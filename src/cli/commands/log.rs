use crate::cli::commands::build_engine;
use crate::cli::parser::Commands;
use crate::config::Config;
use crate::errors::AppResult;

pub fn handle(cmd: &Commands, cfg: &Config) -> AppResult<()> {
    if let Commands::Log { .. } = cmd {
        let engine = build_engine(cfg)?;
        let rows = engine.audit_log()?;

        if rows.is_empty() {
            println!("Audit log is empty.");
            return Ok(());
        }

        println!("📜 Audit log:\n");
        for row in rows {
            let target = if row.target.is_empty() {
                row.operation.clone()
            } else {
                format!("{} ({})", row.operation, row.target)
            };
            println!("{:>4}: {} | {} => {}", row.id, row.date, target, row.message);
        }
    }
    Ok(())
}
//! Unified application error type.
//! All modules (db, core, engine, cli) return AppError to keep the error
//! handling consistent and easy to manage.

use std::io;
use thiserror::Error;

#[derive(Error, Debug)]
pub enum AppError {
    // ---------------------------
    // IO
    // ---------------------------
    #[error("I/O error: {0}")]
    Io(#[from] io::Error),

    // ---------------------------
    // Ledger / database
    // ---------------------------
    #[error("Ledger error: {0}")]
    Db(#[from] rusqlite::Error),

    #[error("Ledger lock poisoned")]
    LedgerPoisoned,

    // ---------------------------
    // Parsing errors
    // ---------------------------
    #[error("Invalid date format: {0}")]
    InvalidDate(String),

    #[error("Invalid month format: {0}")]
    InvalidMonth(String),

    #[error("Invalid timestamp format: {0}")]
    InvalidTimestamp(String),

    #[error("Invalid coordinate: {0}")]
    InvalidCoordinate(String),

    #[error("Invalid task status: {0}")]
    InvalidTaskStatus(String),

    #[error("Invalid task priority: {0}")]
    InvalidTaskPriority(String),

    // ---------------------------
    // Assignment errors
    // ---------------------------
    #[error("No eligible manager for project {project_id}: {reason}")]
    NoEligibleManager { project_id: String, reason: String },

    #[error("Unknown task: {0}")]
    UnknownTask(String),

    // ---------------------------
    // Config / site file errors
    // ---------------------------
    #[error("Configuration error: {0}")]
    Config(String),

    #[error("Site file error: {0}")]
    SiteFile(String),

    // ---------------------------
    // Export errors
    // ---------------------------
    #[error("Export error: {0}")]
    Export(String),

    // ---------------------------
    // Generic fallback
    // ---------------------------
    #[error("Internal error: {0}")]
    Other(String),
}

pub type AppResult<T> = Result<T, AppError>;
= = = = =
# Task prompt
Copy exactly the lines from the top of the entries through the line with "row.operation.clone()" in it, please, keeping both ends and adding nothing.

# Exercise output
filename src/cli/commands/log.rs
use crate::cli::commands::build_engine;
use crate::cli::parser::Commands;
use crate::config::Config;
use crate::errors::AppResult;

pub fn handle(cmd: &Commands, cfg: &Config) -> AppResult<()> {
    if let Commands::Log { .. } = cmd {
        let engine = build_engine(cfg)?;
        let rows = engine.audit_log()?;

        if rows.is_empty() {
            println!("Audit log is empty.");
            return Ok(());
        }

        println!("📜 Audit log:\n");
        for row in rows {
            let target = if row.target.is_empty() {
                row.operation.clone()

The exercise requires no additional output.